The reaction of biphenyl radical anion and dianion with alkyl fluorides. From ET to SN2 reaction pathways and synthetic applications

The reaction of dilithium biphenyl (Li₂C₁₂H₁₀) with alkyl fluorides has been studied from the point of view of the distribution of products. Two main reaction pathways, the nucleophilic substitution (S_N2) and the electron transfer (ET), can compete to yield the same alkylation products in what is known as the S_N2-ET dichotomy. S_N2 seems to be the main mechanism operating with primary alkyl fluorides (n-RF).
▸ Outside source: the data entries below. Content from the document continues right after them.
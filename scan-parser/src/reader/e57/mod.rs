use std::{fs::File, io::BufReader, path::PathBuf};

use e57::{E57Reader, RawValues, RecordDataType, RecordName, RecordValue};
use scan_core::math::{Quaternion, Vector3};
use scan_core::pointcloud::scan::{Field, FieldRange, ScanMetadata, ScanPose, ValidityMask};

use super::{ChunkBuffer, ChunkReader, ScanSource, SourceProvider};
use crate::error::ReaderError;

pub struct E57SourceProvider {
    pub filename: PathBuf,
}

impl SourceProvider for E57SourceProvider {
    fn open_source(&self) -> Result<Box<dyn ScanSource>, ReaderError> {
        Ok(Box::new(E57Source::open(self.filename.clone())?))
    }
}

/// Record layout of one scan: which prototype slot feeds which buffer array.
struct ScanLayout {
    fields: Vec<(Field, usize, RecordDataType)>,
    masks: Vec<(ValidityMask, usize, RecordDataType)>,
}

pub struct E57Source {
    reader: E57Reader<BufReader<File>>,
    pointclouds: Vec<e57::PointCloud>,
    scans: Vec<ScanMetadata>,
}

impl E57Source {
    pub fn open(path: PathBuf) -> Result<Self, ReaderError> {
        let start = std::time::Instant::now();
        let reader = E57Reader::from_file(&path).map_err(|source| ReaderError::Open {
            path: path.clone(),
            source,
        })?;
        log::debug!("Open E57 time: {:?}", start.elapsed());

        let pointclouds = reader.pointclouds();
        let scans = pointclouds
            .iter()
            .enumerate()
            .map(|(index, pc)| read_metadata(index, pc))
            .collect();

        Ok(Self {
            reader,
            pointclouds,
            scans,
        })
    }
}

impl ScanSource for E57Source {
    fn scan_count(&self) -> usize {
        self.scans.len()
    }

    fn scan_metadata(&self, index: usize) -> Result<ScanMetadata, ReaderError> {
        self.scans
            .get(index)
            .cloned()
            .ok_or(ReaderError::ScanIndex {
                index,
                count: self.scans.len(),
            })
    }

    fn open_reader(&mut self, index: usize) -> Result<Box<dyn ChunkReader + '_>, ReaderError> {
        let count = self.pointclouds.len();
        let pc = self
            .pointclouds
            .get(index)
            .ok_or(ReaderError::ScanIndex { index, count })?;
        let layout = scan_layout(pc);
        let points = self
            .reader
            .pointcloud_raw(pc)
            .map_err(|source| ReaderError::Decode {
                scan: index,
                source,
            })?;

        Ok(Box::new(E57ChunkReader {
            scan: index,
            layout,
            points: Box::new(points),
        }))
    }
}

struct E57ChunkReader<'a> {
    scan: usize,
    layout: ScanLayout,
    points: Box<dyn Iterator<Item = Result<RawValues, e57::Error>> + 'a>,
}

impl E57ChunkReader<'_> {
    /// Values arrive in prototype order.
    fn raw_value(
        &self,
        point: &RawValues,
        slot: usize,
        data_type: &RecordDataType,
    ) -> Result<f64, ReaderError> {
        match point.get(slot) {
            Some(value) => value
                .to_f64(data_type)
                .map_err(|source| ReaderError::Decode {
                    scan: self.scan,
                    source,
                }),
            None => Ok(0.0),
        }
    }
}

impl ChunkReader for E57ChunkReader<'_> {
    fn read_chunk(&mut self, buffer: &mut ChunkBuffer) -> Result<usize, ReaderError> {
        let mut count = 0;

        while count < buffer.capacity() {
            let point = match self.points.next() {
                Some(Ok(point)) => point,
                Some(Err(source)) => {
                    return Err(ReaderError::Decode {
                        scan: self.scan,
                        source,
                    })
                }
                None => break,
            };

            for (field, slot, data_type) in &self.layout.fields {
                if buffer.has_field(*field) {
                    let value = self.raw_value(&point, *slot, data_type)?;
                    buffer.values_mut(*field)[count] = value;
                }
            }
            for (mask, slot, data_type) in &self.layout.masks {
                if buffer.has_validity(*mask) {
                    let state = self.raw_value(&point, *slot, data_type)?;
                    buffer.invalid_mut(*mask)[count] = i8::from(state != 0.0);
                }
            }

            count += 1;
        }

        buffer.set_len(count);
        Ok(count)
    }
}

fn field_of(name: &RecordName) -> Option<Field> {
    match name {
        RecordName::SphericalRange => Some(Field::Range),
        RecordName::SphericalAzimuth => Some(Field::Azimuth),
        RecordName::SphericalElevation => Some(Field::Elevation),
        RecordName::CartesianX => Some(Field::X),
        RecordName::CartesianY => Some(Field::Y),
        RecordName::CartesianZ => Some(Field::Z),
        RecordName::Intensity => Some(Field::Intensity),
        RecordName::ColorRed => Some(Field::Red),
        RecordName::ColorGreen => Some(Field::Green),
        RecordName::ColorBlue => Some(Field::Blue),
        _ => None,
    }
}

fn mask_of(name: &RecordName) -> Option<ValidityMask> {
    match name {
        RecordName::SphericalInvalidState => Some(ValidityMask::Spherical),
        RecordName::CartesianInvalidState => Some(ValidityMask::Cartesian),
        RecordName::IsIntensityInvalid => Some(ValidityMask::Intensity),
        RecordName::IsColorInvalid => Some(ValidityMask::Color),
        _ => None,
    }
}

fn scan_layout(pc: &e57::PointCloud) -> ScanLayout {
    let mut layout = ScanLayout {
        fields: Vec::new(),
        masks: Vec::new(),
    };

    for (slot, record) in pc.prototype.iter().enumerate() {
        if let Some(field) = field_of(&record.name) {
            layout.fields.push((field, slot, record.data_type.clone()));
        } else if let Some(mask) = mask_of(&record.name) {
            layout.masks.push((mask, slot, record.data_type.clone()));
        }
    }

    layout
}

/// Min/max a record type can hold. Used when the scan declares no limits.
fn data_type_range(data_type: &RecordDataType) -> Option<FieldRange> {
    match data_type {
        RecordDataType::Single { min, max } => {
            Some(FieldRange::new((*min)? as f64, (*max)? as f64))
        }
        RecordDataType::Double { min, max } => Some(FieldRange::new((*min)?, (*max)?)),
        RecordDataType::Integer { min, max } => Some(FieldRange::new(*min as f64, *max as f64)),
        RecordDataType::ScaledInteger { min, max, .. } => Some(FieldRange::new(
            RecordValue::ScaledInteger(*min).to_f64(data_type).ok()?,
            RecordValue::ScaledInteger(*max).to_f64(data_type).ok()?,
        )),
    }
}

fn limit_value(value: &Option<RecordValue>, data_type: &RecordDataType) -> Option<f64> {
    match value.as_ref()? {
        RecordValue::Single(v) => Some(*v as f64),
        RecordValue::Double(v) => Some(*v),
        RecordValue::Integer(v) => Some(*v as f64),
        scaled @ RecordValue::ScaledInteger(_) => scaled.to_f64(data_type).ok(),
    }
}

fn pair(min: Option<f64>, max: Option<f64>) -> Option<FieldRange> {
    Some(FieldRange::new(min?, max?))
}

fn declared_range(pc: &e57::PointCloud, field: Field, data_type: &RecordDataType) -> Option<FieldRange> {
    match field {
        Field::Range | Field::Azimuth | Field::Elevation => {
            let bounds = pc.spherical_bounds.as_ref()?;
            match field {
                Field::Range => pair(bounds.range_min, bounds.range_max),
                Field::Azimuth => pair(bounds.azimuth_start, bounds.azimuth_end),
                _ => pair(bounds.elevation_min, bounds.elevation_max),
            }
        }
        Field::X | Field::Y | Field::Z => {
            let bounds = pc.cartesian_bounds.as_ref()?;
            match field {
                Field::X => pair(bounds.x_min, bounds.x_max),
                Field::Y => pair(bounds.y_min, bounds.y_max),
                _ => pair(bounds.z_min, bounds.z_max),
            }
        }
        Field::Intensity => {
            let limits = pc.intensity_limits.as_ref()?;
            pair(
                limit_value(&limits.intensity_min, data_type),
                limit_value(&limits.intensity_max, data_type),
            )
        }
        Field::Red | Field::Green | Field::Blue => {
            let limits = pc.color_limits.as_ref()?;
            let (min, max) = match field {
                Field::Red => (&limits.red_min, &limits.red_max),
                Field::Green => (&limits.green_min, &limits.green_max),
                _ => (&limits.blue_min, &limits.blue_max),
            };
            pair(limit_value(min, data_type), limit_value(max, data_type))
        }
    }
}

fn read_metadata(index: usize, pc: &e57::PointCloud) -> ScanMetadata {
    let pose = pc
        .transform
        .as_ref()
        .map(|transform| ScanPose {
            position: Vector3::new(
                transform.translation.x,
                transform.translation.y,
                transform.translation.z,
            ),
            rotation: Quaternion::new(
                transform.rotation.w,
                transform.rotation.x,
                transform.rotation.y,
                transform.rotation.z,
            ),
        })
        .unwrap_or_default();

    let (row_count, column_count) = pc
        .index_bounds
        .as_ref()
        .map(|bounds| {
            let span = |min: Option<i64>, max: Option<i64>| match (min, max) {
                (Some(min), Some(max)) if max >= min => (max - min + 1) as u64,
                _ => 0,
            };
            (
                span(bounds.row_min, bounds.row_max),
                span(bounds.column_min, bounds.column_max),
            )
        })
        .unwrap_or((0, 0));

    let mut scan = ScanMetadata {
        index,
        name: pc.name.clone().unwrap_or_default(),
        pose,
        row_count,
        column_count,
        point_count: pc.records,
        ..Default::default()
    };

    for record in &pc.prototype {
        if let Some(field) = field_of(&record.name) {
            let range = declared_range(pc, field, &record.data_type)
                .or_else(|| data_type_range(&record.data_type))
                .unwrap_or_default();
            scan.fields.insert(field, range);
        } else if let Some(mask) = mask_of(&record.name) {
            scan.validity.insert(mask);
        }
    }

    scan
}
Alkylation proceeds in good yields, and the resulting alkylated dihydrobiphenyl anion (n-RC₁₂H₁₀Li) can be trapped with a second conventional electrophile (E⁺) affording synthetically interesting dearomatized biphenyl derivatives (n-RC₁₂H₁₀E). The reaction gives a higher amount of ET products as we move to secondary (s-RF) and to tertiary alkyl fluorides (t-RF), in which case the mechanism seems to be dominated by ET. In this case, alkylation by radical coupling is still feasible, giving access to the synthesis of t-RC₁₂H₁₀E, although in lower yields. A rational interpretation of this S_N2-ET dichotomy is given on the basis of the full distribution of products observed when 5-hexenyl fluoride and 1,1-dimethyl-5-hexenyl fluoride were are used as radical probes in their reaction with Li₂C₁₂H₁₀ and LiC₁₂H₁₀.